Moez Labidi, universitaire, économiste, ancien administrateur de la BCT, participait à un webinaire. C’est l’ATUGE qui l’organisait pour débattre de la situation actuelle des finances publiques et des moyens de parvenir à financer les déficits et de boucler le budget 2021. Il s’agissait de discuter de la pertinence de recourir à la planche à billets. Et de présenter des alternatives à cette solution souvent décriée.
Prenant la parole à son tour, Moez Labidi rappelait que la crainte du financement direct concerne son instrumentalisation à des fins électorales. « Si la question s’impose aujourd’hui, c’est parce que la porte du FMI nous est fermée après deux programmes inachevés. Et que les marchés internationaux ne sont plus accessibles. En effet, le taux d’intérêt sur la dette tunisienne dépasse les 15%! » Ainsi souligne Moez Labidi.
Et d’ajouter que le choix de la planche à billets est un choix de lâches décideurs politiques. A savoir:
- Lâcheté face aux syndicats ouvriers pour imposer une bonne gouvernance des entreprises publiques;
- Lâcheté face au patronat pour combattre l’économie de rente qui gagne du terrain;
- Mais aussi, lâcheté face à l’informel et au recouvrement, face aux barons du commerce parallèle et au banditisme organisé;
- Lâcheté face aux blocages administratifs pour développer par exemple les énergies renouvelables.
Par ailleurs, les dépenses d’investissements destinées à améliorer la qualité de vie des citoyens (santé, éducation, transport) sont supprimées en faveur des négociations salariales!
Alors, l’alternative au financement direct serait dans des négociations bilatérales avec certains pays « amis ».
Le nouveau gouvernement devra convaincre le FMI
En outre, Moez Labidi souligne que le FMI n’acceptera pas d’accord avec un gouvernement provisoire. Car il recherche la stabilité puisque son plan s’étale sur trois ans. « Si le gouvernement s’engage sérieusement dans une dynamique de réformes et arrive à convaincre de sa crédibilité, il se pourrait que le FMI nous soutienne. Et ce, en redéployant une partie des droits de tirage spéciaux (DTS) affectés à d’autres pays riches ».

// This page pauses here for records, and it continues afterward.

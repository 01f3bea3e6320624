/// Replace `${NAME}` placeholders with environment variable values.
///
/// Unknown variables and unterminated placeholders are left untouched.
pub fn substitute_env(input: &str) -> String {
    substitute_with(input, |name| std::env::var(name).ok())
}

/// Placeholder substitution with an injectable lookup, so tests never touch
/// the process environment.
pub(crate) fn substitute_with(input: &str, lookup: impl Fn(&str) -> Option<String>) -> String {
    let mut out = String::with_capacity(input.len());
    let mut rest = input;

    while let Some(start) = rest.find("${") {
        out.push_str(&rest[..start]);
        let after = &rest[start + 2..];
        let Some(end) = after.find('}') else {
            out.push_str(&rest[start..]);
            return out;
        };
        let name = &after[..end];
        match (!name.is_empty()).then(|| lookup(name)).flatten() {
            Some(value) => out.push_str(&value),
            None => out.push_str(&rest[start..start + 2 + end + 1]),
        }
        rest = &after[end + 1..];
    }
    out.push_str(rest);
    out
}
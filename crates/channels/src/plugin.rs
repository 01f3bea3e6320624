use {async_trait::async_trait, moltis_common::types::ReplyPayload, tokio::sync::mpsc};

use crate::Result;

// ── Channel events (pub/sub) ────────────────────────────────────────────────

/// Events emitted by channel plugins for observers (UI, audit, supervisors).
#[derive(Debug, Clone, serde::Serialize)]
#[serde(tag = "kind", rename_all = "snake_case")]
pub enum ChannelEvent {
    InboundMessage {
        channel_type: String,
        account_id: String,
        peer_id: String,
        chat_id: String,
        access_granted: bool,
    },
    /// The connection state of an account changed.
    AccountStateChanged {
        channel_type: String,
        account_id: String,
        state: String,
    },
    /// An account kept failing and was restarted; it stays configured.
    AccountDegraded {
        channel_type: String,
        account_id: String,
        reason: String,
        restarts: u32,
    },
}

/// Sink for channel events. The host provides the concrete implementation.
#[async_trait]
pub trait ChannelEventSink: Send + Sync {
    async fn emit(&self, event: ChannelEvent);
}

/// Core channel plugin trait. Each messaging platform implements this.
#[async_trait]
pub trait ChannelPlugin: Send + Sync {
    /// Channel identifier (e.g. "irc").
    fn id(&self) -> &str;

    /// Human-readable channel name.
    fn name(&self) -> &str;

    /// Start an account connection.
    async fn start_account(&mut self, account_id: &str, config: serde_json::Value) -> Result<()>;

    /// Stop an account connection.
    async fn stop_account(&mut self, account_id: &str) -> Result<()>;

    /// Get outbound adapter for sending messages.
    fn outbound(&self) -> Option<&dyn ChannelOutbound>;

    /// Get status adapter for health checks.
    fn status(&self) -> Option<&dyn ChannelStatus>;
}

/// Send messages to a channel.
#[async_trait]
pub trait ChannelOutbound: Send + Sync {
    async fn send_text(&self, account_id: &str, to: &str, text: &str) -> Result<()>;
    async fn send_media(&self, account_id: &str, to: &str, payload: &ReplyPayload) -> Result<()>;
}

/// Probe channel account health.
#[async_trait]
pub trait ChannelStatus: Send + Sync {
    async fn probe(&self, account_id: &str) -> Result<ChannelHealthSnapshot>;
}

/// Channel health snapshot.
#[derive(Debug, Clone, PartialEq, Eq)]
pub struct ChannelHealthSnapshot {
    pub connected: bool,
    pub account_id: String,
    pub details: Option<String>,
}

/// One message on an incremental response stream.
#[derive(Debug, Clone, PartialEq, Eq)]
pub enum StreamEvent {
    /// A fragment of text to append.
    Delta(String),
    /// The response is complete.
    Done,
    /// The response was aborted; nothing not yet sent may be emitted.
    Cancelled,
}

/// Receiver end of a stream channel.
pub type StreamReceiver = mpsc::Receiver<StreamEvent>;

/// Sender end of a stream channel.
pub type StreamSender = mpsc::Sender<StreamEvent>;

/// Streaming outbound: deliver a response as it is produced.
#[async_trait]
pub trait ChannelStreamOutbound: Send + Sync {
    async fn send_stream(&self, account_id: &str, to: &str, stream: StreamReceiver) -> Result<()>;
}

/// Create a bounded stream channel for incremental responses.
#[must_use]
pub fn stream_channel(capacity: usize) -> (StreamSender, StreamReceiver) {
    mpsc::channel(capacity.max(1))
}
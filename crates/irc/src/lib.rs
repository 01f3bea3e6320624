//! IRC channel plugin for moltis.
//!
//! Implements `ChannelPlugin` over plain IRC (TCP or TLS): registration and
//! NickServ identification with reconnect backoff, per-scope access policy,
//! mention detection for channels, and chunked delivery of complete or
//! streamed agent replies.

pub mod access;
pub mod agent;
pub mod auth;
pub mod chunk;
pub mod coalesce;
pub mod config;
pub mod connector;
pub mod error;
pub mod mention;
pub mod outbound;
pub mod plugin;
pub mod probe;
pub mod protocol;
pub mod scope;
pub mod state;
pub mod transport;
pub mod types;

/// Channel type recorded in events and the message log.
pub const CHANNEL_TYPE: &str = "irc";

pub use {
    agent::{AgentReply, IrcAgent},
    auth::{AuthSession, AuthState},
    config::{IrcAccountConfig, resolve_accounts, validate_irc_config},
    connector::{AccountConnector, ConnectorDeps},
    error::{Error, Result},
    plugin::IrcPlugin,
    probe::probe_account,
    transport::{Dialer, TcpDialer},
    types::{InboundContext, IrcInboundMessage, IrcProbe},
};
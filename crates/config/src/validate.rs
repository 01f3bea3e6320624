//! Diagnostics model shared by config validators.
//!
//! Channel crates validate their own sections and report findings as
//! [`Diagnostic`]s so the CLI can render them uniformly.

/// Severity level for a diagnostic.
#[derive(Debug, Clone, Copy, PartialEq, Eq, PartialOrd, Ord)]
pub enum Severity {
    Error,
    Warning,
    Info,
}

impl std::fmt::Display for Severity {
    fn fmt(&self, f: &mut std::fmt::Formatter<'_>) -> std::fmt::Result {
        match self {
            Self::Error => write!(f, "error"),
            Self::Warning => write!(f, "warning"),
            Self::Info => write!(f, "info"),
        }
    }
}

/// A single validation diagnostic.
#[derive(Debug, Clone, PartialEq, Eq)]
pub struct Diagnostic {
    pub severity: Severity,
    /// Category: "missing-field", "range", "security", "conflict"
    pub category: &'static str,
    /// Dotted path, e.g. "channels.irc.accounts.work.nick"
    pub path: String,
    pub message: String,
}

impl Diagnostic {
    #[must_use]
    pub fn error(category: &'static str, path: impl Into<String>, message: impl Into<String>) -> Self {
        Self {
            severity: Severity::Error,
            category,
            path: path.into(),
            message: message.into(),
        }
    }

    #[must_use]
    pub fn warning(
        category: &'static str,
        path: impl Into<String>,
        message: impl Into<String>,
    ) -> Self {
        Self {
            severity: Severity::Warning,
            category,
            path: path.into(),
            message: message.into(),
        }
    }
}

impl std::fmt::Display for Diagnostic {
    fn fmt(&self, f: &mut std::fmt::Formatter<'_>) -> std::fmt::Result {
        write!(
            f,
            "{} [{}] {}: {}",
            self.severity, self.category, self.path, self.message
        )
    }
}

/// Result of validating a configuration.
#[derive(Debug, Clone, Default)]
pub struct ValidationResult {
    pub diagnostics: Vec<Diagnostic>,
    pub config_path: Option<std::path::PathBuf>,
}

impl ValidationResult {
    /// Returns `true` if any diagnostic is an error.
    #[must_use]
    pub fn has_errors(&self) -> bool {
        self.diagnostics
            .iter()
            .any(|d| d.severity == Severity::Error)
    }

    /// Count diagnostics by severity.
    #[must_use]
    pub fn count(&self, severity: Severity) -> usize {
        self.diagnostics
            .iter()
            .filter(|d| d.severity == severity)
            .count()
    }

    pub fn extend(&mut self, diagnostics: impl IntoIterator<Item = Diagnostic>) {
        self.diagnostics.extend(diagnostics);
    }
}
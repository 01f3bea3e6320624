use std::{
    collections::{HashMap, VecDeque},
    sync::RwLock,
};

use {async_trait::async_trait, moltis_common::types::ChatType};

use crate::Result;

/// A single logged inbound message.
#[derive(Debug, Clone, PartialEq, Eq)]
pub struct MessageLogEntry {
    pub account_id: String,
    pub channel_type: String,
    /// Sender identity as seen by the channel (IRC nick).
    pub peer_id: String,
    /// Conversation the message belongs to (channel name, or sender for DMs).
    pub chat_id: String,
    pub chat_type: ChatType,
    pub body: String,
    /// Whether the message passed access control and was addressed to the bot.
    pub access_granted: bool,
    pub created_at: i64,
}

/// Log of inbound messages kept outside the channel plugin.
///
/// Plugins record every message they see, including ones they drop, and
/// may read back the most recent entries of a conversation as context.
#[async_trait]
pub trait MessageLog: Send + Sync {
    async fn log(&self, entry: MessageLogEntry) -> Result<()>;

    /// The newest `limit` entries of a conversation, oldest first.
    async fn recent(
        &self,
        account_id: &str,
        chat_id: &str,
        limit: usize,
    ) -> Result<Vec<MessageLogEntry>>;
}

/// In-memory log keeping the newest `capacity` entries per conversation.
#[derive(Debug)]
pub struct MemoryMessageLog {
    capacity: usize,
    entries: RwLock<HashMap<(String, String), VecDeque<MessageLogEntry>>>,
}

impl MemoryMessageLog {
    pub fn new(capacity: usize) -> Self {
        Self {
            capacity: capacity.max(1),
            entries: RwLock::new(HashMap::new()),
        }
    }

    /// Every retained entry of an account, oldest first per conversation.
    pub fn entries(&self, account_id: &str) -> Vec<MessageLogEntry> {
        let entries = self.entries.read().unwrap_or_else(|e| e.into_inner());
        let mut out: Vec<MessageLogEntry> = entries
            .iter()
            .filter(|((account, _), _)| account == account_id)
            .flat_map(|(_, log)| log.iter().cloned())
            .collect();
        out.sort_by_key(|e| e.created_at);
        out
    }
}

impl Default for MemoryMessageLog {
    fn default() -> Self {
        Self::new(200)
    }
}

#[async_trait]
impl MessageLog for MemoryMessageLog {
    async fn log(&self, entry: MessageLogEntry) -> Result<()> {
        let mut entries = self.entries.write().unwrap_or_else(|e| e.into_inner());
        let log = entries
            .entry((entry.account_id.clone(), entry.chat_id.clone()))
            .or_default();
        if log.len() == self.capacity {
            log.pop_front();
        }
        log.push_back(entry);
        Ok(())
    }

    async fn recent(
        &self,
        account_id: &str,
        chat_id: &str,
        limit: usize,
    ) -> Result<Vec<MessageLogEntry>> {
        let entries = self.entries.read().unwrap_or_else(|e| e.into_inner());
        let Some(log) = entries.get(&(account_id.to_string(), chat_id.to_string())) else {
            return Ok(Vec::new());
        };
        let skip = log.len().saturating_sub(limit);
        Ok(log.iter().skip(skip).cloned().collect())
    }
}
//! Context helpers for crate-local error types.

/// Error types that can be built from a plain message string.
///
/// Implement it for a crate's error type and invoke [`impl_context!`] in
/// that crate's error module to get `.context()` / `.with_context()` on
/// `Result` and `Option`.
pub trait FromMessage: Sized {
    fn from_message(message: String) -> Self;
}

/// Generate a crate-local `Context` trait.
///
/// The invoking module must define `Error: FromMessage` and
/// `type Result<T> = std::result::Result<T, Error>`.
///
/// ```ignore
/// // crates/irc/src/error.rs
/// moltis_common::impl_context!();
/// ```
#[macro_export]
macro_rules! impl_context {
    () => {
        pub trait Context<T> {
            fn context(self, context: impl Into<String>) -> Result<T>;
            fn with_context<C, F>(self, f: F) -> Result<T>
            where
                C: Into<String>,
                F: FnOnce() -> C;
        }

        impl<T, E: std::fmt::Display> Context<T> for std::result::Result<T, E> {
            fn context(self, context: impl Into<String>) -> Result<T> {
                let context = context.into();
                self.map_err(|e| {
                    <Error as $crate::FromMessage>::from_message(format!("{context}: {e}"))
                })
            }

            fn with_context<C, F>(self, f: F) -> Result<T>
            where
                C: Into<String>,
                F: FnOnce() -> C,
            {
                self.map_err(|e| {
                    <Error as $crate::FromMessage>::from_message(format!("{}: {e}", f().into()))
                })
            }
        }

        impl<T> Context<T> for Option<T> {
            fn context(self, context: impl Into<String>) -> Result<T> {
                self.ok_or_else(|| <Error as $crate::FromMessage>::from_message(context.into()))
            }

            fn with_context<C, F>(self, f: F) -> Result<T>
            where
                C: Into<String>,
                F: FnOnce() -> C,
            {
                self.ok_or_else(|| <Error as $crate::FromMessage>::from_message(f().into()))
            }
        }
    };
}
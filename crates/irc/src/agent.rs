use {
    async_trait::async_trait,
    moltis_channels::plugin::StreamReceiver,
    moltis_common::types::ReplyPayload,
};

use crate::types::{InboundContext, IrcInboundMessage};

/// What the agent sends back for one inbound message.
#[derive(Debug)]
pub enum AgentReply {
    /// A complete response.
    Text(String),
    /// Text with an optional media attachment.
    Payload(ReplyPayload),
    /// Incremental fragments, terminated by `Done` or `Cancelled`.
    Stream(StreamReceiver),
    /// Nothing to say.
    Silent,
}

/// The agent behind an IRC account. Each accepted message is handed over
/// exactly once.
#[async_trait]
pub trait IrcAgent: Send + Sync {
    async fn handle(
        &self,
        account_id: &str,
        message: IrcInboundMessage,
        context: InboundContext,
    ) -> anyhow::Result<AgentReply>;
}
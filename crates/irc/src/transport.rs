//! Line transport: TCP with optional TLS, framed into IRC lines.

use std::{
    collections::HashMap,
    pin::Pin,
    sync::{Arc, RwLock},
    time::Duration,
};

use {
    async_trait::async_trait,
    futures::{Sink, SinkExt, Stream, StreamExt, future},
    tokio::{
        io::{AsyncRead, AsyncWrite},
        net::TcpStream,
        sync::{Mutex, OwnedMutexGuard},
    },
    tokio_rustls::{
        TlsConnector,
        rustls::{ClientConfig, RootCertStore, crypto::ring, pki_types::ServerName},
    },
    tokio_util::codec::{Framed, LinesCodec, LinesCodecError},
    tracing::{debug, warn},
};

use crate::{
    error::{Error, Result},
    protocol::{Command, irc_to_lower},
};

/// Longest line accepted from a server. RFC 1459 allows 512 bytes; IRCv3
/// tags can add up to 8191 more.
const MAX_LINE_LENGTH: usize = 8704;

pub type LineSink = Pin<Box<dyn Sink<String, Error = Error> + Send>>;
pub type LineStream = Pin<Box<dyn Stream<Item = Result<String>> + Send>>;

/// An open connection, split into its write and read halves.
pub struct Connection {
    /// Accepts lines without CRLF.
    pub sink: LineSink,
    /// Yields lines with CRLF stripped.
    pub stream: LineStream,
}

impl std::fmt::Debug for Connection {
    fn fmt(&self, f: &mut std::fmt::Formatter<'_>) -> std::fmt::Result {
        f.debug_struct("Connection").finish_non_exhaustive()
    }
}

/// Opens connections to IRC servers.
#[async_trait]
pub trait Dialer: Send + Sync {
    async fn dial(&self, host: &str, port: u16, tls: bool) -> Result<Connection>;
}

/// Dials real servers over TCP, upgrading to TLS against the system roots.
#[derive(Debug, Clone)]
pub struct TcpDialer {
    connect_timeout: Duration,
}

impl Default for TcpDialer {
    fn default() -> Self {
        Self {
            connect_timeout: Duration::from_secs(15),
        }
    }
}

impl TcpDialer {
    pub fn new(connect_timeout: Duration) -> Self {
        Self { connect_timeout }
    }
}

#[async_trait]
impl Dialer for TcpDialer {
    async fn dial(&self, host: &str, port: u16, tls: bool) -> Result<Connection> {
        let tcp = tokio::time::timeout(self.connect_timeout, TcpStream::connect((host, port)))
            .await
            .map_err(|_| Error::Timeout { phase: "connect" })?
            .map_err(|e| Error::transport(format!("connect {host}:{port}"), e))?;
        tcp.set_nodelay(true)?;
        debug!(host, port, tls, "tcp connected");

        if !tls {
            return Ok(frame(tcp));
        }
        let connector = tls_connector()?;
        let server_name = ServerName::try_from(host.to_string())
            .map_err(|e| Error::Tls(format!("invalid server name {host}: {e}")))?;
        let stream = tokio::time::timeout(self.connect_timeout, connector.connect(server_name, tcp))
            .await
            .map_err(|_| Error::Timeout { phase: "tls handshake" })?
            .map_err(|e| Error::Tls(e.to_string()))?;
        Ok(frame(stream))
    }
}

fn tls_connector() -> Result<TlsConnector> {
    let mut roots = RootCertStore::empty();
    let native = rustls_native_certs::load_native_certs();
    for e in &native.errors {
        warn!(error = %e, "error loading native root certificate");
    }
    for cert in native.certs {
        if let Err(e) = roots.add(cert) {
            warn!(error = %e, "skipping invalid root certificate");
        }
    }
    let config = ClientConfig::builder_with_provider(Arc::new(ring::default_provider()))
        .with_safe_default_protocol_versions()
        .map_err(|e| Error::Tls(e.to_string()))?
        .with_root_certificates(roots)
        .with_no_client_auth();
    Ok(TlsConnector::from(Arc::new(config)))
}

fn frame<T>(io: T) -> Connection
where
    T: AsyncRead + AsyncWrite + Send + Unpin + 'static,
{
    let framed = Framed::new(io, LinesCodec::new_with_max_length(MAX_LINE_LENGTH));
    let (sink, stream) = framed.split::<String>();
    // The codec terminates with LF; IRC wants CRLF.
    let sink = sink
        .sink_map_err(|e: LinesCodecError| Error::transport("write line", e))
        .with(|line: String| future::ready(Ok::<_, Error>(format!("{line}\r"))));
    let stream = stream.map(|item| item.map_err(|e: LinesCodecError| Error::transport("read line", e)));
    Connection {
        sink: Box::pin(sink),
        stream: Box::pin(stream),
    }
}

/// Shared write half of a connection.
///
/// Every write goes through one lock, so lines leave in the order their
/// senders were awaited and never interleave mid-line. Whole responses are
/// ordered per target through [`IrcWriter::lane`].
#[derive(Clone)]
pub struct IrcWriter {
    sink: Arc<Mutex<LineSink>>,
    lanes: Arc<RwLock<HashMap<String, Arc<Mutex<()>>>>>,
}

impl std::fmt::Debug for IrcWriter {
    fn fmt(&self, f: &mut std::fmt::Formatter<'_>) -> std::fmt::Result {
        f.debug_struct("IrcWriter").finish_non_exhaustive()
    }
}

impl IrcWriter {
    pub fn new(sink: LineSink) -> Self {
        Self {
            sink: Arc::new(Mutex::new(sink)),
            lanes: Arc::default(),
        }
    }

    /// Exclusive send lane for `target`. Hold the guard for a whole
    /// response so two responses to one conversation never interleave.
    pub async fn lane(&self, target: &str) -> OwnedMutexGuard<()> {
        let lane = {
            let mut lanes = self.lanes.write().unwrap_or_else(|e| e.into_inner());
            Arc::clone(lanes.entry(irc_to_lower(target)).or_default())
        };
        lane.lock_owned().await
    }

    pub async fn send(&self, command: &Command) -> Result<()> {
        debug!(line = %command, "irc send");
        self.sink.lock().await.send(command.to_line()).await
    }

    /// Send several commands back to back without other writers slipping
    /// in between.
    pub async fn send_batch(&self, commands: &[Command]) -> Result<()> {
        let mut sink = self.sink.lock().await;
        for command in commands {
            debug!(line = %command, "irc send");
            sink.send(command.to_line()).await?;
        }
        Ok(())
    }

    pub async fn close(&self) -> Result<()> {
        self.sink.lock().await.close().await
    }
}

Ainsi, il considère que la dette tunisienne est insoutenable. Parce que notre croissance est anémique et que les taux auxquels nous empruntons sont exorbitants. De plus, le rythme d’augmentation des recettes fiscales est nettement inférieur à l’augmentation du service de la dette. Et cette situation ne peut durer. La seule solution durable est le retour de la croissance, par la relance de l’investissement.
Pour revenir sur les risques engendrés par le financement direct, l’exemple du Venezuela peut être cité. Pays où le président populiste Maduro a affirmé « imprimer les billets pour corriger les inégalités dans le pays ».
L’inflation y est passée de 21% en 2012 à 2719% en 2021. Le salaire minimum passait de 476$ à 2,5$ et ne suffit même pas à acheter 1kg de viande.
L’autre risque est bien la dégradation de la note du pays. Il est également probable que l’accord avec le FMI soit repoussé. Surtout si l’on dépasse le seuil des 3 à 4% du PIB en financement direct.
Ceci donne une petite marge de manœuvre. Particulièrement si le financement direct est dédié à des projets structurants pour l’économie. Et dans lesquels la transition écologique aurait une part importante.